A circuitous route to deep listening while on retreat with Thich Nhat Hanh

Calligraphy, Thich Nhat Hanh

I went on retreat at Magnolia Grove Monastery in Batesville, Mississippi with Thich Nhat Hanh (Thây), a monastic community, and about 900 others. This is the first in a series of posts about my experience.

I look forward to this retreat for almost a year.

In excitement, I tell practically everyone I know. Some of you I tell twice (forgive me, if you’re one of them).

Thây, a Vietnamese Buddhist monk, author, and non-violence activist, is a significant teacher in my life. His ideas for how to love and bring forth a peaceful world resonate in my heart and mind.

The mindfulness retreat has a title: “Heal yourself. Heal the World.” The idea is that world peace or world healing happens by starting with oneself.

Mindfulness is the energy of being aware and awake to what is happening inside and around me in the present moment. It’s as simple and profoundly challenging as becoming aware of my breaths, steps, and the wonders of life in each moment.

That means slowing down. Softening. Concentrating. Becoming still. And, at this point in my meditation practice, I use the breath or some other support to help do it.

I want oh so much to say that my introverted self is peacefully ready to breathe, sit, and smile about camping with hundreds of others. (I wrote about my apprehension here.) But I’m not going to start lying now.

I arrive anxious and full of energy.

The energy is passion and enthusiasm for the experience. The anxiety is about letting go of the familiar, including everyday habits such as eating fast, busyness, and distractions. I will not be in contact with my husband, family, or friends. (My phone is off and stored, not even for pictures. I consciously choose to be a participant, not a spectator.) 

I step out of my car and head to the gathering area. I’m immediately aware I’m not in the present moment because I’m worried about my accommodations. Who are my roommates, and where will I sleep?

I place my carefully packed soft luggage bag on a large tarp that will be dragged uphill a half-mile to the entrance of the monastery. I wonder how I’ll find my bag. I turn and sigh c’est la vie and begin the hike.

At the entrance, I notice calligraphy that says, “This is it,” which means this wonderful moment asks me to notice it. As touched as I am, my moment does not feel wonderful. Yet. 

I look skyward seeking relief.

A bell rings. 

It has a loud thick vibration, sort of like a gong but without any brassy splash. At the sound, I notice and join others and stop walking and talking. I take a breath.
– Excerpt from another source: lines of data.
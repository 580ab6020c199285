//! Melee adjacency and damage application, shared by all entity kinds.

use crate::entity::Entity;
use crate::grid::Position;

/// Result of a single strike.
#[derive(Debug, Clone, Copy, PartialEq, Eq)]
pub enum Outcome {
    /// Target survived, or was already at zero health (an item).
    Hit,
    /// This strike brought the target from alive to dead.
    Defeated,
}

/// Melee range is Chebyshev distance <= 1, the attacker's own cell included.
pub fn in_melee_range(a: Position, b: Position) -> bool {
    a.chebyshev_distance(b) <= 1
}

/// Applies `damage` to `target`. Death is reported to the caller for
/// messaging; it does not remove the target from the room.
pub fn strike(damage: u32, target: &mut Entity) -> Outcome {
    let was_alive = !target.is_dead();
    target.take_damage(damage);
    if was_alive && target.is_dead() {
        Outcome::Defeated
    } else {
        Outcome::Hit
    }
}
The bell is an invitation to cross to an opposite feeling. Before the bell, I felt agitated and stressed. Its sound invites me to breathe in the pine-filtered air of the surrounding woods, put my face into the breeze, feel sunshine on my face, and let go of unsettled feelings. After three breaths, activity resumes. I feel lighter. More peaceful.

Registration is in a building adjacent to a gigantic bell. I get in a line with two others to see where I’ll stay. While waiting, I feel simultaneously eager to be in the presence of Thây to experience how peace is possible in a world of rife discontent and uncomfortable not knowing or being able to control my housing environment. I recognize I can hold opposing feelings at once.

It’s my turn and with a lotus greeting and smile I’m kindly and gently welcomed and told I’ll be staying in a dormitory named Compassion.

“When you find Compassion, your name will be on a bunk bed.”

She gestures to another volunteer outside the building who points towards the woods and says, “Follow this path.” I do.

I find Compassion.

I check for my name on each bed, but I’m not listed. Understanding, another dormitory is right next door. I check to see if perhaps my name is there. It’s not.

I hike back to registration.

I get in line and tell my story. Puzzled, a gentlewoman checks a roster, smiles and says, “You need the Solutions table.” 

I walk to that table. A sign says, “It’s going to be okay.” I believe that sign. 

A monastic sister taking care of solutions looks me in the eye and says, “Let’s try Diligence.” (I’m now clued in about the word associations and see a personal dharma lesson emerging in the evolution of my housing places.) I get excited because I just read about diligence in Thay’s book, The Art of Power. Diligence is essential in maintaining a joyful spiritual practice.

Sister is glad I’m thrilled. She says, “You understand.” I quietly chuckle to myself, having just returned from checking the dorm Understanding.

We walk together side-by-side in silence to see if there is a bed available in Diligence. There is.

I’m ready to wave goodbye and settle in, but Sister asks me to walk back to registration to reserve my spot. I’m glad I do. When she checks the computer, she shakes her head back and forth—and for a reason that is still unknown to me, says, “Your home is in Deep Listening.”

I ask, “Are you sure?”

She laughs. It feels like a Buddha joke.

Deep Listening is right next door to Diligence. And it’s not a dorm. It’s a new cabin with four beds, not eight or twelve. An air-conditioned cabin a short walk away from clean indoor bathrooms and showers. And it’s close to Thây’s cabin. Oh, my camping angels, I’m feeling fortunate.

I unpack, make my bed, and head off to my first silent dinner to begin days of deep listening.